(Beginning of STUDY MATERIAL)

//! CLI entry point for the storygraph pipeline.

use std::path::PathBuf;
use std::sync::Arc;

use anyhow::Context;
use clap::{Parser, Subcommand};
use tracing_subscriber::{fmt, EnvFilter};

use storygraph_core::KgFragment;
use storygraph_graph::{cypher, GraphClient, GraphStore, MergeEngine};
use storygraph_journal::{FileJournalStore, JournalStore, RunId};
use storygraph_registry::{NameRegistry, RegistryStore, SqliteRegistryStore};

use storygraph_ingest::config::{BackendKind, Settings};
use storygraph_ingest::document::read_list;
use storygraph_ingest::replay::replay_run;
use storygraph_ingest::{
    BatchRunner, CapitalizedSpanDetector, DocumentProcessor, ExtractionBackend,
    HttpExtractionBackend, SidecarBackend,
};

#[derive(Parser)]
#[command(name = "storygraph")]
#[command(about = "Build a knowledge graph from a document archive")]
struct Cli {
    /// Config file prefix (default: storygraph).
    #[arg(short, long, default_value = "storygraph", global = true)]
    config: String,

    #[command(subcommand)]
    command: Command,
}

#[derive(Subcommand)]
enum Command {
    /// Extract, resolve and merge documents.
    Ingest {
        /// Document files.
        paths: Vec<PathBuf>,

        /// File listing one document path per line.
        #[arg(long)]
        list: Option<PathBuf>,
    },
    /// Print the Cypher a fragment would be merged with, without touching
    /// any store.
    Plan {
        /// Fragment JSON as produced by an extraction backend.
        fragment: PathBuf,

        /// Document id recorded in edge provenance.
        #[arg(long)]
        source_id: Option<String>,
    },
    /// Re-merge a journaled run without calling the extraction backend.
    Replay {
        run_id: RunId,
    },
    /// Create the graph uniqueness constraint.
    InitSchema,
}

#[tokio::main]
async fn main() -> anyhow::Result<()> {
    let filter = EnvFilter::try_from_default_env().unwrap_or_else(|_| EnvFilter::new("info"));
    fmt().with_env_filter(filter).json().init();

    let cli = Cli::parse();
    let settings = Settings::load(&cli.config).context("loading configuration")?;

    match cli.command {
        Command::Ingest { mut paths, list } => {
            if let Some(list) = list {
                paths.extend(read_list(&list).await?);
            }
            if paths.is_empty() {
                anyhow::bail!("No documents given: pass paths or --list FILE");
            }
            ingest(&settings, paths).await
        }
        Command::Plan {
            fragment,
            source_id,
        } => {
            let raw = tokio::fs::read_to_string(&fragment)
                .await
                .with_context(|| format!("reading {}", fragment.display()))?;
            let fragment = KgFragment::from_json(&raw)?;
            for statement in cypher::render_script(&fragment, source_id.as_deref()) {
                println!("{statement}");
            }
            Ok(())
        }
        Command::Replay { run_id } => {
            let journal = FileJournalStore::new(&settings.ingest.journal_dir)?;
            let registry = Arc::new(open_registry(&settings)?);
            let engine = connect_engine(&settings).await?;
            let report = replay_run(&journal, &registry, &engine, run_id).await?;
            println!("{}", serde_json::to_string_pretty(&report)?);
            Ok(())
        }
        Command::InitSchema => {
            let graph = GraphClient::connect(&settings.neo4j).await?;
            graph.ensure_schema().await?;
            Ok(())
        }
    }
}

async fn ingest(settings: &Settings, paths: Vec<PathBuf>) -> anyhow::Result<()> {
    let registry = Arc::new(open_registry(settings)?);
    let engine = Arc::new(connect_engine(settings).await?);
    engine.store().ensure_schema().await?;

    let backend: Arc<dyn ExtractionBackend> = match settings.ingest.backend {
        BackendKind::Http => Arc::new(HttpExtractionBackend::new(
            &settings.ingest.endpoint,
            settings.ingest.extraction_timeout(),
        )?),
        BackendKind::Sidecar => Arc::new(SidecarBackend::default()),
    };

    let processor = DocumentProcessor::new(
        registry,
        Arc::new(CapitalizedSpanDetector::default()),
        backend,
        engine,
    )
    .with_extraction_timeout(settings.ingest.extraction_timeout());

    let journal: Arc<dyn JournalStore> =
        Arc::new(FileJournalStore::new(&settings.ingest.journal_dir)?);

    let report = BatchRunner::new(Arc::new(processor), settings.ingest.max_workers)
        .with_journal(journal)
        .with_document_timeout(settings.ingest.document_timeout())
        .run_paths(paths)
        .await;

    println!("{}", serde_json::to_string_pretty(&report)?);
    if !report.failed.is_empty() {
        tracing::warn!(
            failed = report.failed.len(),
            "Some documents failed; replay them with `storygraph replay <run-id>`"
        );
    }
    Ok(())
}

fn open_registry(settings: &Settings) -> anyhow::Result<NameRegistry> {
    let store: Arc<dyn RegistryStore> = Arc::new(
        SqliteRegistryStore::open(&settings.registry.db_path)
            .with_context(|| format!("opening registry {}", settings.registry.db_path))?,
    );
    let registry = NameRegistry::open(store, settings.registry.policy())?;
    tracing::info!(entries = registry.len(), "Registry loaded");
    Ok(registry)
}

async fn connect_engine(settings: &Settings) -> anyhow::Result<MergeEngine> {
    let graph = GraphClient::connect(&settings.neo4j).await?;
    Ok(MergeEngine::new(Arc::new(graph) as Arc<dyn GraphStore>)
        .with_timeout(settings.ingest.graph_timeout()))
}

(End of STUDY MATERIAL)

> WORK INSTRUCTIONS:
Return the records in their entirety. Keep every character as it is.

> RESULT OF THIS TASK:
//! CLI entry point for the storygraph pipeline.

use std::path::PathBuf;
use std::sync::Arc;

use anyhow::Context;
use clap::{Parser, Subcommand};
use tracing_subscriber::{fmt, EnvFilter};

use storygraph_core::KgFragment;
use storygraph_graph::{cypher, GraphClient, GraphStore, MergeEngine};
use storygraph_journal::{FileJournalStore, JournalStore, RunId};
use storygraph_registry::{NameRegistry, RegistryStore, SqliteRegistryStore};

use storygraph_ingest::config::{BackendKind, Settings};
use storygraph_ingest::document::read_list;
use storygraph_ingest::replay::replay_run;
use storygraph_ingest::{
    BatchRunner, CapitalizedSpanDetector, DocumentProcessor, ExtractionBackend,
    HttpExtractionBackend, SidecarBackend,
};

#[derive(Parser)]
#[command(name = "storygraph")]
#[command(about = "Build a knowledge graph from a document archive")]
struct Cli {
    /// Config file prefix (default: storygraph).
    #[arg(short, long, default_value = "storygraph", global = true)]
    config: String,

    #[command(subcommand)]
    command: Command,
}

#[derive(Subcommand)]
enum Command {
    /// Extract, resolve and merge documents.
    Ingest {
        /// Document files.
        paths: Vec<PathBuf>,

        /// File listing one document path per line.
        #[arg(long)]
        list: Option<PathBuf>,
    },
    /// Print the Cypher a fragment would be merged with, without touching
    /// any store.
    Plan {
        /// Fragment JSON as produced by an extraction backend.
        fragment: PathBuf,

        /// Document id recorded in edge provenance.
        #[arg(long)]
        source_id: Option<String>,
    },
    /// Re-merge a journaled run without calling the extraction backend.
    Replay {
        run_id: RunId,
    },
    /// Create the graph uniqueness constraint.
    InitSchema,
}

#[tokio::main]
async fn main() -> anyhow::Result<()> {
    let filter = EnvFilter::try_from_default_env().unwrap_or_else(|_| EnvFilter::new("info"));
    fmt().with_env_filter(filter).json().init();

    let cli = Cli::parse();
    let settings = Settings::load(&cli.config).context("loading configuration")?;

    match cli.command {
        Command::Ingest { mut paths, list } => {
            if let Some(list) = list {
                paths.extend(read_list(&list).await?);
            }
            if paths.is_empty() {
                anyhow::bail!("No documents given: pass paths or --list FILE");
            }
            ingest(&settings, paths).await
        }
        Command::Plan {
            fragment,
            source_id,
        } => {
            let raw = tokio::fs::read_to_string(&fragment)
                .await
                .with_context(|| format!("reading {}", fragment.display()))?;
            let fragment = KgFragment::from_json(&raw)?;
            for statement in cypher::render_script(&fragment, source_id.as_deref()) {
                println!("{statement}");
            }
            Ok(())
        }
        Command::Replay { run_id } => {
            let journal = FileJournalStore::new(&settings.ingest.journal_dir)?;
            let registry = Arc::new(open_registry(&settings)?);
            let engine = connect_engine(&settings).await?;
            let report = replay_run(&journal, &registry, &engine, run_id).await?;
            println!("{}", serde_json::to_string_pretty(&report)?);
            Ok(())
        }
        Command::InitSchema => {
            let graph = GraphClient::connect(&settings.neo4j).await?;
            graph.ensure_schema().await?;
            Ok(())
        }
    }
}

async fn ingest(settings: &Settings, paths: Vec<PathBuf>) -> anyhow::Result<()> {
    let registry = Arc::new(open_registry(settings)?);
    let engine = Arc::new(connect_engine(settings).await?);
    engine.store().ensure_schema().await?;

    let backend: Arc<dyn ExtractionBackend> = match settings.ingest.backend {
        BackendKind::Http => Arc::new(HttpExtractionBackend::new(
            &settings.ingest.endpoint,
            settings.ingest.extraction_timeout(),
        )?),
        BackendKind::Sidecar => Arc::new(SidecarBackend::default()),
    };

    let processor = DocumentProcessor::new(
        registry,
        Arc::new(CapitalizedSpanDetector::default()),
        backend,
        engine,
    )
    .with_extraction_timeout(settings.ingest.extraction_timeout());

    let journal: Arc<dyn JournalStore> =
        Arc::new(FileJournalStore::new(&settings.ingest.journal_dir)?);

    let report = BatchRunner::new(Arc::new(processor), settings.ingest.max_workers)
        .with_journal(journal)
        .with_document_timeout(settings.ingest.document_timeout())
        .run_paths(paths)
        .await;

    println!("{}", serde_json::to_string_pretty(&report)?);
    if !report.failed.is_empty() {
        tracing::warn!(
            failed = report.failed.len(),
            "Some documents failed; replay them with `storygraph replay <run-id>`"
        );
    }
    Ok(())
}

fn open_registry(settings: &Settings) -> anyhow::Result<NameRegistry> {
    let store: Arc<dyn RegistryStore> = Arc::new(
        SqliteRegistryStore::open(&settings.registry.db_path)
            .with_context(|| format!("opening registry {}", settings.registry.db_path))?,
    );
    let registry = NameRegistry::open(store, settings.registry.policy())?;
    tracing::info!(entries = registry.len(), "Registry loaded");
    Ok(registry)
}

async fn connect_engine(settings: &Settings) -> anyhow::Result<MergeEngine> {
    let graph = GraphClient::connect(&settings.neo4j).await?;
    Ok(MergeEngine::new(Arc::new(graph) as Arc<dyn GraphStore>)
        .with_timeout(settings.ingest.graph_timeout()))
}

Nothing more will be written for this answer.